Catherine Moreland grew up without prospects, without beauty and had a low social standing. She was a tomboy, preferring sports over books and dolls. Once she became a teen, however, she went from a plain ugly duckling and blossomed into a fairly attractive young lady; also, she picked up a love of reading. Her particular fondness for gothic novels has her overactive imagination into over-drive. Her aunt comes to visit and offers Catherine the chance to go to Bath; once there, she becomes acquainted with the charming and outgoing Mr. Henry Tillney. She also meets Isabella Thorpe and her brother, John. Catherine quickly becomes friends with Isabella but does her best to fend off John, whose interest in her is more than platonic.

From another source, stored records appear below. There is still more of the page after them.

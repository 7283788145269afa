//! 通知服务
//!
//! 消费 Kafka 用户行为事件生成站内通知，并提供通知查询 gRPC 服务。

use std::net::SocketAddr;
use std::sync::Arc;

use anyhow::Result;
use notification_proto::notification::notification_service_server::NotificationServiceServer;
use notification_shared::{config::AppConfig, database::Database, observability};
use tokio::signal;
use tokio::sync::watch;
use tonic::transport::Server;
use tracing::{error, info, warn};

use notification_service::{
    ActionConsumer, ActionDispatcher, NotificationRepository, NotificationServiceImpl,
};

const SERVICE_NAME: &str = "notification-service";

#[tokio::main]
async fn main() -> Result<()> {
    // 1. 加载配置，失败时回退默认值，错误待日志初始化后再记录
    let (config, load_error) = match AppConfig::load(SERVICE_NAME) {
        Ok(config) => (config, None),
        Err(e) => (AppConfig::fallback(SERVICE_NAME), Some(e)),
    };

    // 2. 初始化可观测性
    let obs_config = config
        .observability
        .clone()
        .with_service_name(&config.service_name);
    let _guard = observability::init(&obs_config).await?;

    if let Some(e) = load_error {
        warn!(error = %e, "Failed to load config, using defaults");
    }

    info!("Starting notification-service...");
    info!(environment = %config.environment, "Configuration loaded");

    let grpc_addr: SocketAddr = config.server_addr().parse()?;

    // 3. 初始化数据库连接，连接失败直接退出
    let db = Database::connect(&config.database).await?;
    db.health_check().await?;
    info!("Database connection established");

    if config.database.run_migrations {
        db.run_migrations().await?;
    }

    // 4. 创建仓储，消费者与 gRPC 服务共享
    let repo = Arc::new(NotificationRepository::new(db.pool().clone()));

    // 5. 启动 Kafka 消费者
    let (shutdown_tx, shutdown_rx) = watch::channel(false);

    let consumer = ActionConsumer::new(&config.kafka, ActionDispatcher::new(repo.clone()))?;
    let consumer_task = tokio::spawn(consumer.run(shutdown_rx));
    let consumer_abort = consumer_task.abort_handle();

    // 6. 信号处理：立即中止消费者，不等待正在处理的消息，然后通知 gRPC 服务退出
    let mut server_shutdown = shutdown_tx.subscribe();
    tokio::spawn(async move {
        shutdown_signal().await;
        consumer_abort.abort();
        let _ = shutdown_tx.send(true);
    });

    // 7. 启动 gRPC 服务
    let grpc_service = NotificationServiceImpl::new(repo);
    info!("gRPC server listening on {}", grpc_addr);

    Server::builder()
        .add_service(NotificationServiceServer::new(grpc_service))
        .serve_with_shutdown(grpc_addr, async move {
            let _ = server_shutdown.wait_for(|stop| *stop).await;
        })
        .await?;

    if let Err(e) = consumer_task.await
        && !e.is_cancelled()
    {
        warn!(error = %e, "消费者任务异常结束");
    }

    db.close().await;
    info!("Service shutdown complete");
    Ok(())
}

/// 监听 Ctrl+C 和 SIGTERM 信号
async fn shutdown_signal() {
    let ctrl_c = async {
        if let Err(e) = signal::ctrl_c().await {
            error!(error = %e, "Failed to install Ctrl+C handler");
            std::future::pending::<()>().await;
        }
    };

    #[cfg(unix)]
    let terminate = async {
        match signal::unix::signal(signal::unix::SignalKind::terminate()) {
            Ok(mut sig) => {
                sig.recv().await;
            }
            Err(e) => {
                error!(error = %e, "Failed to install SIGTERM handler");
                std::future::pending::<()>().await;
            }
        }
    };

    #[cfg(not(unix))]
    let terminate = std::future::pending::<()>();

    tokio::select! {
        _ = ctrl_c => {
            info!("Received Ctrl+C, shutting down...");
        }
        _ = terminate => {
            info!("Received SIGTERM, shutting down...");
        }
    }
}
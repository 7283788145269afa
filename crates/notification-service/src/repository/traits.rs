//! 仓储 Trait 定义
//!
//! 消费者与 gRPC 层依赖该抽象而非具体实现，便于 mock 测试

use async_trait::async_trait;

use crate::error::Result;
use crate::models::{NewNotification, Notification, UserRecord};

/// 通知仓储接口
#[cfg_attr(test, mockall::automock)]
#[async_trait]
pub trait NotificationRepositoryTrait: Send + Sync {
    /// 创建一条通知，返回新记录 ID
    async fn create_notification(&self, notification: &NewNotification) -> Result<i64>;

    /// 按创建时间倒序分页查询用户的通知
    async fn get_user_notifications(
        &self,
        username: &str,
        limit: i64,
        offset: i64,
    ) -> Result<Vec<Notification>>;

    /// 按创建时间倒序分页查询用户的未读通知
    async fn get_unseen_notifications(
        &self,
        username: &str,
        limit: i64,
        offset: i64,
    ) -> Result<Vec<Notification>>;

    /// 将属于该用户的未读通知标记为已读，返回实际发生变化的行数
    async fn mark_notifications_as_seen(
        &self,
        notification_ids: &[i64],
        username: &str,
    ) -> Result<u64>;

    /// 按用户名查询用户资料
    async fn check_if_username_exist(&self, username: &str) -> Result<UserRecord>;
}
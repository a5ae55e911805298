//! Configuration types for the sed filter and its routes.

use crate::filter::FilterError;
use serde::{Deserialize, Serialize};
use serde_json::Value as JsonValue;

/// Route configuration consumed at activation time.
#[derive(Debug, Clone, Serialize, Deserialize)]
#[serde(default)]
pub struct RouteConfig {
    /// Configuration version
    pub version: String,
    /// Global settings
    pub settings: Settings,
    /// Routes, each with the filter it activates
    pub routes: Vec<RouteEntry>,
}

impl Default for RouteConfig {
    fn default() -> Self {
        Self {
            version: "1".to_string(),
            settings: Settings::default(),
            routes: vec![],
        }
    }
}

/// Global settings.
#[derive(Debug, Clone, Serialize, Deserialize)]
#[serde(default)]
pub struct Settings {
    /// What the response hook does when the body cannot be read
    pub on_read_error: ReadErrorPolicy,
    /// Status reported with `ReadErrorPolicy::Reject`
    pub reject_status: u16,
}

impl Default for Settings {
    fn default() -> Self {
        Self {
            on_read_error: ReadErrorPolicy::Forward,
            reject_status: 502,
        }
    }
}

/// Behavior after a failed body read.
#[derive(Debug, Clone, Copy, Serialize, Deserialize, Default, PartialEq, Eq)]
#[serde(rename_all = "snake_case")]
pub enum ReadErrorPolicy {
    /// Log and let the message continue with whatever body state remains
    #[default]
    Forward,
    /// Log, empty the body and ask the executor to fail the message
    Reject,
}

/// A single route.
#[derive(Debug, Clone, Serialize, Deserialize)]
pub struct RouteEntry {
    /// Route identifier (unique)
    pub id: String,
    /// Optional description
    #[serde(default)]
    pub description: String,
    /// Filter activated for this route
    pub filter: FilterEntry,
}

/// Filter selection by name, with untyped arguments.
#[derive(Debug, Clone, Serialize, Deserialize)]
pub struct FilterEntry {
    /// Registered filter name
    pub name: String,
    /// Positional arguments as parsed from the route file
    #[serde(default)]
    pub args: Vec<JsonValue>,
}

/// Typed sed arguments: `[pattern, replacement]`.
#[derive(Debug, Clone, PartialEq, Eq, Serialize, Deserialize)]
pub struct SedConfig {
    /// Regular expression matched against the body
    pub pattern: String,
    /// Replacement template, `$1` / `${name}` expand capture groups
    pub replacement: String,
}

impl SedConfig {
    pub fn new(pattern: impl Into<String>, replacement: impl Into<String>) -> Self {
        Self {
            pattern: pattern.into(),
            replacement: replacement.into(),
        }
    }
}

impl TryFrom<&[JsonValue]> for SedConfig {
    type Error = FilterError;

    fn try_from(args: &[JsonValue]) -> Result<Self, Self::Error> {
        match args {
            [JsonValue::String(pattern), JsonValue::String(replacement)] => {
                Ok(Self::new(pattern.as_str(), replacement.as_str()))
            }
            [_, _] => Err(FilterError::InvalidParameters(
                "expected [pattern, replacement] as strings".to_string(),
            )),
            _ => Err(FilterError::InvalidParameters(format!(
                "expected 2 arguments, got {}",
                args.len()
            ))),
        }
    }
}
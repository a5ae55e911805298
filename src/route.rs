//! Route activation: one cached filter instance per configured route.

use crate::config::RouteConfig;
use crate::context::FilterContext;
use crate::diagnostics::{Diagnostics, TracingDiagnostics};
use crate::filter::{Filter, FilterAction, FilterError, FilterRegistry};
use std::collections::HashMap;
use std::sync::Arc;
use tracing::{debug, info, trace};

/// Activated routes.
///
/// Every filter is created once here and then shared by all messages on its
/// route. Activation is all-or-nothing.
pub struct RouteTable {
    /// Configuration
    config: RouteConfig,
    /// Activated filters (keyed by route id)
    filters: HashMap<String, Arc<dyn Filter>>,
}

impl RouteTable {
    /// Activate all routes with the built-in filters and tracing diagnostics.
    pub fn new(config: RouteConfig) -> Result<Self, RouteTableError> {
        Self::with_diagnostics(config, Arc::new(TracingDiagnostics))
    }

    /// Activate all routes, reporting runtime failures to `diagnostics`.
    pub fn with_diagnostics(
        config: RouteConfig,
        diagnostics: Arc<dyn Diagnostics>,
    ) -> Result<Self, RouteTableError> {
        let registry = FilterRegistry::with_defaults(
            config.settings.on_read_error,
            config.settings.reject_status,
            diagnostics,
        );
        Self::with_registry(config, &registry)
    }

    /// Activate all routes against a caller-supplied registry.
    pub fn with_registry(
        config: RouteConfig,
        registry: &FilterRegistry,
    ) -> Result<Self, RouteTableError> {
        let mut filters: HashMap<String, Arc<dyn Filter>> = HashMap::new();

        for route in &config.routes {
            if filters.contains_key(&route.id) {
                return Err(RouteTableError::DuplicateRoute(route.id.clone()));
            }

            let filter = registry
                .create(&route.filter.name, &route.filter.args)
                .map_err(|source| RouteTableError::Activation {
                    route: route.id.clone(),
                    source,
                })?;

            debug!(route = %route.id, filter = filter.name(), "Activated route filter");
            filters.insert(route.id.clone(), filter);
        }

        info!(
            routes = filters.len(),
            on_read_error = ?config.settings.on_read_error,
            "Route table activated"
        );

        Ok(Self { config, filters })
    }

    /// Create from a YAML configuration string.
    pub fn from_yaml(yaml: &str) -> Result<Self, RouteTableError> {
        let config: RouteConfig = serde_yaml::from_str(yaml)?;
        Self::new(config)
    }

    /// Create from a JSON configuration string.
    pub fn from_json(json: &str) -> Result<Self, RouteTableError> {
        let config: RouteConfig = serde_json::from_str(json)?;
        Self::new(config)
    }

    pub fn config(&self) -> &RouteConfig {
        &self.config
    }

    /// The shared filter for a route.
    pub fn filter(&self, route: &str) -> Option<Arc<dyn Filter>> {
        self.filters.get(route).cloned()
    }

    /// Route ids, sorted.
    pub fn route_ids(&self) -> Vec<&str> {
        let mut ids: Vec<_> = self.filters.keys().map(String::as_str).collect();
        ids.sort_unstable();
        ids
    }

    /// Run the response hook of a route's filter.
    ///
    /// Unknown routes pass through untouched.
    pub async fn handle_response(&self, route: &str, ctx: &mut dyn FilterContext) -> FilterAction {
        match self.filters.get(route) {
            Some(filter) => filter.response(ctx).await,
            None => {
                trace!(route, "No filter for route");
                FilterAction::Continue
            }
        }
    }

    /// Run the request hook of a route's filter.
    pub async fn handle_request(&self, route: &str, ctx: &mut dyn FilterContext) -> FilterAction {
        match self.filters.get(route) {
            Some(filter) => filter.request(ctx).await,
            None => FilterAction::Continue,
        }
    }
}

/// Route activation errors.
#[derive(Debug, thiserror::Error)]
pub enum RouteTableError {
    #[error("YAML parse error: {0}")]
    Yaml(#[from] serde_yaml::Error),

    #[error("JSON parse error: {0}")]
    Json(#[from] serde_json::Error),

    #[error("Route '{route}': {source}")]
    Activation {
        route: String,
        #[source]
        source: FilterError,
    },

    #[error("Duplicate route id: {0}")]
    DuplicateRoute(String),
}
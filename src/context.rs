//! Message context handed to filters by the chain executor.

use std::collections::HashMap;
use std::fmt;
use std::io::{self, Cursor};
use std::mem;
use tokio::io::{AsyncRead, AsyncReadExt};

/// An owned, one-shot body stream.
pub struct Body {
    inner: Box<dyn AsyncRead + Send + Unpin>,
}

impl Body {
    /// Wrap an arbitrary async reader.
    pub fn from_reader<R>(reader: R) -> Self
    where
        R: AsyncRead + Send + Unpin + 'static,
    {
        Self {
            inner: Box::new(reader),
        }
    }

    /// Body over an in-memory buffer.
    pub fn from_bytes(bytes: impl Into<Vec<u8>>) -> Self {
        Self::from_reader(Cursor::new(bytes.into()))
    }

    /// A body that yields nothing.
    pub fn empty() -> Self {
        Self::from_reader(tokio::io::empty())
    }

    /// Drain the stream into memory, consuming it.
    ///
    /// On error the stream is dropped along with whatever was already read.
    pub async fn read_to_end(mut self) -> io::Result<Vec<u8>> {
        let mut buf = Vec::new();
        self.inner.read_to_end(&mut buf).await?;
        Ok(buf)
    }
}

impl Default for Body {
    fn default() -> Self {
        Self::empty()
    }
}

impl fmt::Debug for Body {
    fn fmt(&self, f: &mut fmt::Formatter<'_>) -> fmt::Result {
        f.debug_struct("Body").finish_non_exhaustive()
    }
}

/// One direction of an HTTP exchange as seen by a filter.
#[derive(Debug, Default)]
pub struct Message {
    /// Headers (lowercase names)
    pub headers: HashMap<String, Vec<String>>,
    /// Body stream
    pub body: Body,
    /// Declared body length in bytes, `None` when unknown
    pub content_length: Option<u64>,
}

impl Message {
    /// Create a message with a known in-memory body.
    pub fn with_body(bytes: impl Into<Vec<u8>>) -> Self {
        let bytes = bytes.into();
        Self {
            headers: HashMap::new(),
            content_length: Some(bytes.len() as u64),
            body: Body::from_bytes(bytes),
        }
    }

    /// Add a header value, lowercasing the name.
    pub fn add_header(mut self, name: &str, value: impl Into<String>) -> Self {
        self.headers
            .entry(name.to_lowercase())
            .or_default()
            .push(value.into());
        self
    }

    /// Get a single header value.
    pub fn header(&self, name: &str) -> Option<&str> {
        self.headers
            .get(&name.to_lowercase())
            .and_then(|v| v.first())
            .map(|s| s.as_str())
    }

    /// Take ownership of the body stream, leaving an empty one in its place.
    pub fn take_body(&mut self) -> Body {
        mem::take(&mut self.body)
    }

    /// Replace the body wholesale and declare its exact byte length.
    pub fn replace_body(&mut self, bytes: Vec<u8>) {
        self.content_length = Some(bytes.len() as u64);
        self.body = Body::from_bytes(bytes);
    }
}

/// Access to the request and response of one in-flight exchange.
pub trait FilterContext: Send {
    /// The request as it will be sent upstream.
    fn request_mut(&mut self) -> &mut Message;

    /// The response as it will be returned downstream.
    fn response_mut(&mut self) -> &mut Message;
}

/// Plain owned context, used by the route table and the CLI.
#[derive(Debug, Default)]
pub struct MessageContext {
    pub request: Message,
    pub response: Message,
}

impl MessageContext {
    pub fn new(request: Message, response: Message) -> Self {
        Self { request, response }
    }

    /// Context with an empty request and the given response.
    pub fn for_response(response: Message) -> Self {
        Self {
            request: Message::default(),
            response,
        }
    }
}

impl FilterContext for MessageContext {
    fn request_mut(&mut self) -> &mut Message {
        &mut self.request
    }

    fn response_mut(&mut self) -> &mut Message {
        &mut self.response
    }
}
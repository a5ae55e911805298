//! Response body substitution filter for Zentinel.
//!
//! Rewrites response bodies with a regular expression and a replacement
//! template, like `sed 's/regexp/replacement/g'`:
//!
//! - Validating factory (`SedSpec`) that turns `[pattern, replacement]` route
//!   arguments into an immutable, shareable filter
//! - Global, non-overlapping substitution with `$1` / `${name}` expansion
//! - Body length kept in sync with the rewritten bytes
//! - Configurable behavior when the upstream body cannot be read
//!
//! ## Configuration Example
//!
//! ```yaml
//! routes:
//!   - id: "rewrite-hosts"
//!     filter:
//!       name: sed
//!       args: ['internal\.local', 'example.com']
//! ```

pub mod config;
pub mod context;
pub mod diagnostics;
pub mod filter;
pub mod route;

pub use config::{ReadErrorPolicy, RouteConfig, SedConfig};
pub use context::{Body, FilterContext, Message, MessageContext};
pub use diagnostics::{Diagnostics, TracingDiagnostics};
pub use filter::{Filter, FilterAction, FilterError, FilterRegistry, Sed, SedSpec, Spec, SED_NAME};
pub use route::{RouteTable, RouteTableError};
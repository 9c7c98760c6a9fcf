//! Human-readable duration and size fields.

use bytesize::ByteSize;
use std::time::Duration;

/// Status codes whose responses carry no body by protocol.
pub const BODILESS_STATUSES: [u16; 3] = [204, 205, 304];

/// Placeholder for a size that could not be determined.
pub const UNKNOWN_SIZE: &str = "-";

/// Formats an elapsed duration, e.g. `12ms` or `1.50s`.
#[must_use]
pub fn format_duration(elapsed: Duration) -> String {
    let millis = elapsed.as_millis();
    if millis < 1000 {
        format!("{millis}ms")
    } else {
        format!("{:.2}s", elapsed.as_secs_f64())
    }
}

/// Formats a byte count without a separator, e.g. `512B` or `4.1KB`.
#[must_use]
pub fn format_size(len: u64) -> String {
    ByteSize(len).to_string().replace(' ', "")
}

/// Computes the size field of a success line.
///
/// Bodiless statuses yield an empty field regardless of what was measured,
/// an unknown length yields `-`.
#[must_use]
pub fn size_field(status: u16, len: Option<u64>) -> String {
    if BODILESS_STATUSES.contains(&status) {
        return String::new();
    }
    match len {
        Some(len) => format_size(len),
        None => UNKNOWN_SIZE.to_string(),
    }
}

The movie quickly delves into Catherine's life and once she's in London with her aunt, her lack of knowledge of being in society is obvious. She finds comfort in her friendship with Isabella and is overjoyed when she discovers that Isabella is to be her future sister-in-law. Meanwhile, John's pursuit of Catherine is endless and wears her out. So much so she is glad when General Tillney (Henry's father) invites her to stay with them at their estate in Northanger Abbey. At Northanger, Catherine becomes close friends with Eleanor Tillney and falls for Henry. Henry's relationship with Catherine is loving and sweet; he is older and teases her good-naturedly, telling her "that every house has its secrets." Unfortunately, that spurs Catherine's imagination and makes her assume the worst of General Tillney. Her assumptions land her in trouble with Henry, and General Tillney inexplicably kicks her out of his estate. Meanwhile, things at home aren't any better: Catherine finds out that her brother's engagement with Isabella has ended, now that Isabella is with Henry's older brother. *insert the audible gasp*
Northanger Abbey is full of drama, miscommunications, romance and scandal...all of this is squeezed into a rather short movie. It's easy to like Catherine; her innocence is tangible and she's prone to fanciful ideas, much like the books she reads. Henry's quick wit is perfect, and his banter with Catherine is delightful. If you want to watch a movie that'll make you smile, Northanger Abbey is the one for you.